Summer Dawn: “Found my very first rock tonight, hidden in a flower pot at Crossroads Church in Beggs. The strawberry rock is adorable!!”
Tiffany Contreras: “Found this at Indian Resource Center in #Tulsa. There was another beauty next to it.” Contreras said she didn’t take the other rock because she didn’t want to be greedy.
Politte said a goal of 918 Rocks! is to encourage families to spend time together by painting rocks, stashing rocks or searching for rocks.
“Let’s get off the phone,” she said. “Let’s not be so wrapped up in our social media and being stuck in our electronics. This encourages you to look around. Notice your surroundings. You may be walking into a gas station, and, if you’re not paying attention, there could be a rock right there in front of you.”
Politte said people are free to keep rocks they find or to “re-hide” them.
“The only stipulation is don’t put them inside a store that sells merchandise because it does look like you are shoplifting,” she said. “We try to discourage that. We also want people to, if they are going to place them inside of a business, ask permission for that first.”

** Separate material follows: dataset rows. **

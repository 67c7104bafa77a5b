//! Sensor ports consumed by the scheduler
//!
//! Each physical sensor sits behind a [`SensorPort`]:
//! - `light`: RC charge timing on a digital line
//! - `ambient`: DHT11 temperature/humidity through a driver capability
//! - `gpio`: Raspberry Pi line backing the light sensor (Linux only)

pub mod ambient;
#[cfg(target_os = "linux")]
pub mod gpio;
pub mod light;

use crate::error::ReadFailure;
use crate::model::Reading;

pub use ambient::{AmbientDriver, AmbientPort, DriverError, IioDht11};
pub use light::{DigitalLine, LineError, RcTiming, RcTimingLight};

/// Blocking read of one sensor.
pub trait SensorPort: Send {
    fn read(&mut self) -> Result<Reading, ReadFailure>;

    /// Return any held hardware to a safe state. Called once when the sensor
    /// is disabled and when the scheduler loop exits.
    fn release(&mut self) {}
}

impl<P: SensorPort + ?Sized> SensorPort for Box<P> {
    fn read(&mut self) -> Result<Reading, ReadFailure> {
        (**self).read()
    }

    fn release(&mut self) {
        (**self).release()
    }
}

Politte is pleasantly surprised that 918 Rocks! has mushroomed. She said membership in the group was 5,000 a couple of weeks ago. Considering the rapid escalation, count on that figure to soon double.
“I never would have imagined it turning into something like this,” she said, adding that she wants 918 Rocks! to get as big as it can.
“I don’t want it to be something that’s just a fad. I want it to continue.”
Politte spurred growth by adding Facebook friends to the group and by planting plenty of seeds. She said she has placed hundreds of rocks on 918 turf. Hunter chips in to help, using his imagination to, for instance, paint characters from books on rocks to be hidden.
“Seeing him every day and the things he does, it lets me know that I have done something right,” she said.
“There is nothing worse than having to see your child go through what he has gone through, and we still wake up every day and we have a smile on our face because he is here and he is doing great.”
Said Politte: “Something tragic has turned into something amazing.”